Looking ahead, two premises I will state are that as tempting as it is to try to handle all work in-memory, disk-reliant analytical database systems — relational like Teradata and others I’ve cited, or NoSQL — will remain a corporate reality for a while to come, and that neither DBMS-embedded analytics nor in-memory analytics will completely meet enterprise BI needs anytime soon. Software companies such as TIBCO and Teradata, with duplicative predictive-analytics capabilities, would not partner if they were able to go it alone.

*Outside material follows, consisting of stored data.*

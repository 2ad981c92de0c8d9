use tfcg_core::spec;

use crate::conversion::{CollectionKind, ConversionPlan};
use crate::error::GeneratorError;
use crate::facets::NodeFacets;
use crate::identifier::FrameworkIdentifier;
use crate::imports::Imports;
use crate::model::ModelField;
use crate::nested_object::{NestedBlockObject, NestedCollection, NestedObject};
use crate::node::SchemaNode;

#[derive(Debug, Clone, PartialEq)]
pub struct SetNestedBlock {
    pub facets: NodeFacets,
    pub nested_object: NestedBlockObject,
}

impl SetNestedBlock {
    pub fn from_spec(spec: Option<&spec::SetNestedBlock>) -> Result<Self, GeneratorError> {
        let spec = spec.ok_or(GeneratorError::NilSpec("SetNestedBlock"))?;
        Ok(Self {
            facets: NodeFacets::from_block(&spec.common),
            nested_object: NestedBlockObject::from_spec(&spec.nested_object)?,
        })
    }

    fn node(&self) -> NestedCollection<'_, NestedBlockObject> {
        NestedCollection {
            kind: CollectionKind::Set,
            node: "Block",
            facets: &self.facets,
            nested_object: &self.nested_object,
            default: None,
        }
    }

    pub fn custom_type_and_value(
        &self,
        name: &FrameworkIdentifier,
    ) -> Result<Vec<String>, GeneratorError> {
        self.nested_object.custom_type_and_value(name)
    }

    pub fn to_from_functions(&self, name: &FrameworkIdentifier) -> Result<Vec<String>, GeneratorError> {
        self.node().to_from_functions(name)
    }
}

impl SchemaNode for SetNestedBlock {
    fn imports(&self) -> Imports {
        self.node().imports()
    }

    fn schema(&self, name: &FrameworkIdentifier) -> Result<String, GeneratorError> {
        self.node().schema(name)
    }

    fn model_field(&self, name: &FrameworkIdentifier) -> ModelField {
        self.node().model_field(name)
    }

    fn attr_type(&self, name: &FrameworkIdentifier) -> String {
        self.node().attr_type(name)
    }

    fn attr_value(&self, _name: &FrameworkIdentifier) -> String {
        self.node().attr_value()
    }

    fn to_conversion(&self, name: &FrameworkIdentifier) -> Result<ConversionPlan, GeneratorError> {
        Err(self.node().unimplemented_conversion(name))
    }

    fn from_conversion(
        &self,
        name: &FrameworkIdentifier,
    ) -> Result<ConversionPlan, GeneratorError> {
        Err(self.node().unimplemented_conversion(name))
    }
}

#[cfg(test)]
mod tests {
    use super::*;

    fn set_nested(json: &str) -> SetNestedBlock {
        let raw: spec::SetNestedBlock = serde_json::from_str(json).unwrap();
        SetNestedBlock::from_spec(Some(&raw)).unwrap()
    }

    #[test]
    fn test_schema_kind_and_hooks() {
        let block = set_nested(
            r#"{
                "validators": [{"custom": {"imports": [{"path": "example.com/sv"}], "schema_definition": "sv.SizeAtMost(2)"}}],
                "nested_object": {}
            }"#,
        );
        let name = FrameworkIdentifier::new("members");
        let schema = block.schema(&name).unwrap();
        assert!(schema.starts_with(
            "\"members\": schema.SetNestedBlock{\nValidators: []validator.Set{\nsv.SizeAtMost(2),\n},\nNestedObject: schema.NestedBlockObject{"
        ));
        assert!(block.imports().contains("example.com/sv"));
        assert_eq!(block.model_field(&name).value_type, "types.Set");
        assert_eq!(block.attr_value(&name), "basetypes.SetValue");
    }

    #[test]
    fn test_to_from_with_external_type() {
        let block = set_nested(
            r#"{"nested_object": {
                "attributes": [{"name": "id", "string": {}}],
                "associated_external_type": {"import": {"path": "example.com/apisdk"}, "type": "*apisdk.Member"}
            }}"#,
        );
        let name = FrameworkIdentifier::new("members");
        let functions = block.to_from_functions(&name).unwrap();
        assert_eq!(functions.len(), 1);
        assert!(functions[0].contains(
            "func (v MembersValue) ToApisdkMember(ctx context.Context) (*apisdk.Member, diag.Diagnostics) {"
        ));
        assert!(functions[0].contains("\t\tId: v.Id.ValueStringPointer(),\n"));
        assert!(block.to_conversion(&name).unwrap_err().is_unimplemented());
    }
}
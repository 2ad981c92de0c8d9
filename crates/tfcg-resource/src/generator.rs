use minijinja::context;
use tfcg_core::config::GenerateOptions;
use tfcg_core::spec::{Resource, Specification};
use tfcg_core::{CodeGenerator, GeneratedFile};

use crate::error::GeneratorError;
use crate::identifier::FrameworkIdentifier;
use crate::imports::import_line;
use crate::render::{self, RESOURCE_TEMPLATE};
use crate::schema::ResourceSchema;

/// Generates one `<name>_resource_gen.go` file per resource.
pub struct ResourceGenerator;

impl ResourceGenerator {
    /// Render the Go source of a single resource.
    pub fn generate_resource(
        resource: &Resource,
        options: &GenerateOptions,
    ) -> Result<GeneratedFile, GeneratorError> {
        log::info!("generating resource {}", resource.name);
        let name = FrameworkIdentifier::new(resource.name.as_str());
        let schema = ResourceSchema::from_spec(&resource.schema)?;

        let schema_fn = schema.schema(&name)?;
        let model = options.model.then(|| schema.model(&name));
        let custom_types = schema.custom_type_and_value()?;
        let to_from = if options.to_from {
            schema.to_from_functions()?
        } else {
            Vec::new()
        };

        let body = std::iter::once(&schema_fn)
            .chain(model.iter())
            .chain(&custom_types)
            .chain(&to_from)
            .map(String::as_str)
            .collect::<Vec<_>>()
            .join("\n");
        let imports: Vec<String> = schema
            .imports()
            .referenced_in(&body)
            .sorted()
            .into_iter()
            .map(import_line)
            .collect();

        let content = render::render(
            RESOURCE_TEMPLATE,
            context! {
                package => options.package.clone(),
                imports => imports,
                schema => schema_fn,
                model => model,
                custom_types => custom_types,
                to_from => to_from,
            },
        )?;

        Ok(GeneratedFile {
            path: format!("{}_resource_gen.go", resource.name),
            content,
        })
    }
}

impl CodeGenerator for ResourceGenerator {
    type Config = GenerateOptions;
    type Error = GeneratorError;

    fn generate(
        &self,
        spec: &Specification,
        config: &GenerateOptions,
    ) -> Result<Vec<GeneratedFile>, GeneratorError> {
        spec.resources
            .iter()
            .map(|resource| Self::generate_resource(resource, config))
            .collect()
    }
}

So you’re left with what we used to call systems analysis, and with experimenting, to see what works best given your own mix of data (volume, type, and pace), analytical routines, user workload, and management and administration requirements.
Enterprise IT environments are heterogeneous, meeting diverse demands. Flexibility and systems interoperability are musts for partial-solution vendors including both in-memory and DBMS-centered analytics providers. Flexibility and systems interoperability are must-haves for the earlier-generation analytics, the next, and the analytics generations after next as far as the eye can see.